While embedded systems come with their own set of complexities, they also offer many opportunities for simplifications compared to general-purpose computers. Dealing with errors and exceptional conditions provides perhaps the best case in point. Just think, how many times have you seen embedded software terribly convoluted by attempts to painstakingly propagate an error through many layers of code, just to end up doing something trivial with it, such as performing a system reset?

By error (known otherwise as a “bug”), I mean a persistent defect due to a design or implementation mistake (e.g., overrunning an array index or writing to a file before opening it). When your software has a bug, typically, you cannot reasonably “handle” the situation. You should rather concentrate on detecting (and ultimately fixing) the root cause of the problem. This situation is in contrast to the exceptional condition, which is a specific circumstance that can legitimately arise during the system lifetime but is relatively rare and lies off the main execution path of your software. In contrast to an error, you need to design and implement a recovery strategy that handles the exceptional condition.
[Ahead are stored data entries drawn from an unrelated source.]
/// Notices about registry changes that were not directly requested.
#[derive(Debug, Clone, PartialEq)]
pub enum RegistryWarning {
    DuplicateTool {
        tool_name: String,
        existing_server: String,
        rejected_server: String,
    },
    ServerClosed {
        server_name: String,
        tools: Vec<String>,
    },
}

impl std::fmt::Display for RegistryWarning {
    fn fmt(&self, f: &mut std::fmt::Formatter<'_>) -> std::fmt::Result {
        match self {
            RegistryWarning::DuplicateTool {
                tool_name,
                existing_server,
                rejected_server,
            } => write!(
                f,
                "server {rejected_server} was not registered: tool {tool_name} is already provided by {existing_server}"
            ),
            RegistryWarning::ServerClosed { server_name, tools } => write!(
                f,
                "server {server_name} closed; removed {} tool(s)",
                tools.len()
            ),
        }
    }
}

#[derive(Debug, Clone, PartialEq)]
pub struct ServerSummary {
    pub name: String,
    pub state: ConnectionState,
    pub tools: Vec<String>,
}

#[derive(Clone)]
struct RegisteredTool {
    connection: Arc<ToolServerConnection>,
    descriptor: ToolDescriptor,
    validator: Arc<ArgumentValidator>,
}

#[derive(Default)]
struct RegistryState {
    connections: Vec<Arc<ToolServerConnection>>,
    tools: HashMap<String, RegisteredTool>,
}

impl RegistryState {
    /// Removes `server_name` if it is still backed by `connection`.
    fn remove_connection(
        &mut self,
        server_name: &str,
        connection: Option<&Arc<ToolServerConnection>>,
    ) -> Option<(Arc<ToolServerConnection>, Vec<String>)> {
        let position = self.connections.iter().position(|existing| {
            existing.name() == server_name
                && connection.is_none_or(|expected| Arc::ptr_eq(existing, expected))
        })?;
        let removed = self.connections.remove(position);

        let mut tools: Vec<String> = self
            .tools
            .iter()
            .filter(|(_, tool)| Arc::ptr_eq(&tool.connection, &removed))
            .map(|(name, _)| name.clone())
            .collect();
        tools.sort();
        for name in &tools {
            self.tools.remove(name);
        }
        Some((removed, tools))
    }
}

/// Drops a closed connection's tools, announces it and stops the process.
/// Only the first caller for a given connection does anything.
async fn prune_closed(
    state: &RwLock<RegistryState>,
    warnings: &broadcast::Sender<RegistryWarning>,
    connection: &Arc<ToolServerConnection>,
) {
    let removed = state
        .write()
        .await
        .remove_connection(connection.name(), Some(connection));

    if let Some((_, tools)) = removed {
        let warning = RegistryWarning::ServerClosed {
            server_name: connection.name().to_string(),
            tools,
        };
        warn!("{warning}");
        let _ = warnings.send(warning);
        connection.stop().await;
    }
}

/// Maps tool names to the connection that provides them.
///
/// A tool name belongs to at most one connection. Registration of a server
/// whose tools collide with already-registered names is rejected as a whole,
/// so the first registrant keeps the name.
pub struct ToolRegistry {
    state: Arc<RwLock<RegistryState>>,
    warnings: broadcast::Sender<RegistryWarning>,
}

impl Default for ToolRegistry {
    fn default() -> Self {
        Self::new()
    }
}

impl ToolRegistry {
    pub fn new() -> Self {
        let (warnings, _) = broadcast::channel(WARNING_CAPACITY);
        Self {
            state: Arc::new(RwLock::new(RegistryState::default())),
            warnings,
        }
    }

    pub fn subscribe_warnings(&self) -> broadcast::Receiver<RegistryWarning> {
        self.warnings.subscribe()
    }

    fn warn(&self, warning: RegistryWarning) {
        warn!("{warning}");
        let _ = self.warnings.send(warning);
    }

    /// Adds every tool advertised by `connection`.
    pub async fn register(&self, connection: Arc<ToolServerConnection>) -> Result<()> {
        let mut state = self.state.write().await;

        if state
            .connections
            .iter()
            .any(|existing| existing.name() == connection.name())
        {
            return Err(ToolError::DuplicateServer(connection.name().to_string()));
        }

        let mut seen = HashSet::new();
        for descriptor in connection.tools() {
            if !seen.insert(descriptor.name.as_str()) {
                drop(state);
                self.warn(RegistryWarning::DuplicateTool {
                    tool_name: descriptor.name.clone(),
                    existing_server: connection.name().to_string(),
                    rejected_server: connection.name().to_string(),
                });
                return Err(ToolError::DuplicateTool {
                    tool_name: descriptor.name.clone(),
                    existing_server: connection.name().to_string(),
                    rejected_server: connection.name().to_string(),
                });
            }
            if let Some(existing) = state.tools.get(&descriptor.name) {
                let existing_server = existing.connection.name().to_string();
                drop(state);
                self.warn(RegistryWarning::DuplicateTool {
                    tool_name: descriptor.name.clone(),
                    existing_server: existing_server.clone(),
                    rejected_server: connection.name().to_string(),
                });
                return Err(ToolError::DuplicateTool {
                    tool_name: descriptor.name.clone(),
                    existing_server,
                    rejected_server: connection.name().to_string(),
                });
            }
        }

        for descriptor in connection.tools() {
            let validator = Arc::new(ArgumentValidator::new(
                &descriptor.name,
                &descriptor.input_schema,
            ));
            state.tools.insert(
                descriptor.name.clone(),
                RegisteredTool {
                    connection: Arc::clone(&connection),
                    descriptor: descriptor.clone(),
                    validator,
                },
            );
        }
        state.connections.push(Arc::clone(&connection));
        drop(state);

        info!(
            server = %connection.name(),
            tools = connection.tools().len(),
            "registered tool server"
        );
        self.watch_for_close(&connection);
        Ok(())
    }

    /// Prunes a connection's tools as soon as it reports `Closed`.
    fn watch_for_close(&self, connection: &Arc<ToolServerConnection>) {
        let mut states = connection.subscribe_state();
        let registry_state: Weak<RwLock<RegistryState>> = Arc::downgrade(&self.state);
        let watched: Weak<ToolServerConnection> = Arc::downgrade(connection);
        let warnings = self.warnings.clone();

        tokio::spawn(async move {
            loop {
                if *states.borrow_and_update() == ConnectionState::Closed {
                    break;
                }
                if states.changed().await.is_err() {
                    break;
                }
            }

            let (Some(registry_state), Some(connection)) = (registry_state.upgrade(), watched.upgrade())
            else {
                return;
            };
            prune_closed(&registry_state, &warnings, &connection).await;
        });
    }

    /// Starts a server from configuration and registers its tools.
    pub async fn connect(
        &self,
        config: &McpServerConfig,
        options: &ConnectionOptions,
    ) -> Result<Arc<ToolServerConnection>> {
        if self.connection(&config.name).await.is_some() {
            return Err(ToolError::DuplicateServer(config.name.clone()));
        }

        let connection = ToolServerConnection::start(config, options).await?;
        if let Err(err) = self.register(Arc::clone(&connection)).await {
            connection.stop().await;
            return Err(err);
        }
        Ok(connection)
    }

    /// Unregisters a server and stops its process.
    pub async fn remove(&self, server_name: &str) -> Result<()> {
        let removed = self
            .state
            .write()
            .await
            .remove_connection(server_name, None);

        match removed {
            Some((connection, tools)) => {
                info!(server = %server_name, tools = tools.len(), "removing tool server");
                connection.stop().await;
                Ok(())
            }
            None => Err(ToolError::UnknownServer(server_name.to_string())),
        }
    }

    /// Stops a process-backed server and starts it again from the same config.
    pub async fn restart(
        &self,
        server_name: &str,
        options: &ConnectionOptions,
    ) -> Result<Arc<ToolServerConnection>> {
        let connection = self
            .connection(server_name)
            .await
            .ok_or_else(|| ToolError::UnknownServer(server_name.to_string()))?;
        let config = connection
            .config()
            .cloned()
            .ok_or_else(|| ToolError::UnknownServer(server_name.to_string()))?;

        self.remove(server_name).await?;
        self.connect(&config, options).await
    }

    pub async fn connection(&self, server_name: &str) -> Option<Arc<ToolServerConnection>> {
        self.state
            .read()
            .await
            .connections
            .iter()
            .find(|c| c.name() == server_name)
            .cloned()
    }

    /// Returns the connection that owns `tool_name`.
    pub async fn resolve(&self, tool_name: &str) -> Result<Arc<ToolServerConnection>> {
        self.lookup(tool_name).await.map(|tool| tool.connection)
    }

    async fn lookup(&self, tool_name: &str) -> Result<RegisteredTool> {
        let tool = self
            .state
            .read()
            .await
            .tools
            .get(tool_name)
            .cloned()
            .ok_or_else(|| ToolError::UnknownTool(tool_name.to_string()))?;

        if tool.connection.state() == ConnectionState::Closed {
            let server_name = tool.connection.name().to_string();
            prune_closed(&self.state, &self.warnings, &tool.connection).await;
            return Err(ToolError::ConnectionClosed {
                tool_name: tool_name.to_string(),
                server_name,
            });
        }
        Ok(tool)
    }

    /// Validates and runs one tool call, returning the text for the model.
    #[instrument(skip_all, fields(tool = %call.tool_name, call_id = %call.id))]
    pub async fn dispatch(&self, call: &ToolCallRequest, timeout: Duration) -> Result<String> {
        let tool = self.lookup(&call.tool_name).await?;

        let arguments = validate_call(&tool, call)?;
        debug!(server = %tool.connection.name(), "dispatching tool call");

        tool.connection
            .call(&call.tool_name, &arguments, timeout)
            .await
            .map_err(|err| ToolError::from_call(&call.tool_name, err))
    }

    /// All registered tools, grouped by server in registration order.
    pub async fn descriptors(&self) -> Vec<ToolDescriptor> {
        let state = self.state.read().await;
        state
            .connections
            .iter()
            .flat_map(|connection| connection.tools().iter())
            .filter(|descriptor| state.tools.contains_key(&descriptor.name))
            .cloned()
            .collect()
    }

    pub async fn servers(&self) -> Vec<ServerSummary> {
        let state = self.state.read().await;
        state
            .connections
            .iter()
            .map(|connection| ServerSummary {
                name: connection.name().to_string(),
                state: connection.state(),
                tools: connection.tools().iter().map(|t| t.name.clone()).collect(),
            })
            .collect()
    }

    pub async fn is_empty(&self) -> bool {
        self.state.read().await.connections.is_empty()
    }

    /// Stops every registered server.
    pub async fn shutdown(&self) {
        let connections: Vec<_> = {
            let mut state = self.state.write().await;
            state.tools.clear();
            std::mem::take(&mut state.connections)
        };
        futures::future::join_all(connections.iter().map(|c| c.stop())).await;
    }
}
As an example, consider dynamic memory allocation. In any type of system, memory allocation with malloc() (or the C++ new operator) can fail. In a general-purpose computer, a failed malloc() merely indicates that, at this instant the operating system cannot supply the requested memory. This can happen easily in a highly dynamic, general-purpose computing environment. When it happens, you have options to recover from the situation. One option might be for the application to free up some memory that it allocated and then retry the allocation. Another choice could be to prompt the user that the problem exists and encourage them to exit other applications so that the current application can gather more memory. Yet another option is to save data to the disk and exit. Whatever the choice, handling this situation requires some drastic actions, which are clearly off the mainstream behavior of your application. Nevertheless, you should design and implement such actions because in a desktop environment, a failed malloc() must be considered an exceptional condition.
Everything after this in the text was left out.